→ **Exercise description**: Please restate exactly the lines of the data below, beginning with the line containing "random 16-byte salt" and ending with the last line.

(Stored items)
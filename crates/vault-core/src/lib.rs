//! # vault-core
//!
//! Core functionality for the API key vault:
//! - Envelope encryption: AES-256-GCM under an Argon2id key derived per
//!   record from the master password and a random 16-byte salt
//! - Pluggable credential storage (in-memory, JSON file, embedded SQLite)
//! - Zeroize-on-drop handling for keys and decrypted secrets

pub mod crypto;
pub mod error;
pub mod storage;
mod vault;

pub use crypto::{KdfParams, MasterKey, SecretString};
pub use error::{Result, VaultError};
pub use storage::{
    open_backend, BackendConfig, CredentialStore, JsonFileStore, MemoryStore, SecretRecord,
    SqliteStore,
};
pub use vault::Vault;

→ **Your solution**:
//!   record from the master password and a random 16-byte salt
//! - Pluggable credential storage (in-memory, JSON file, embedded SQLite)
//! - Zeroize-on-drop handling for keys and decrypted secrets

pub mod crypto;
pub mod error;
pub mod storage;
mod vault;

pub use crypto::{KdfParams, MasterKey, SecretString};
pub use error::{Result, VaultError};
pub use storage::{
    open_backend, BackendConfig, CredentialStore, JsonFileStore, MemoryStore, SecretRecord,
    SqliteStore,
};
pub use vault::Vault;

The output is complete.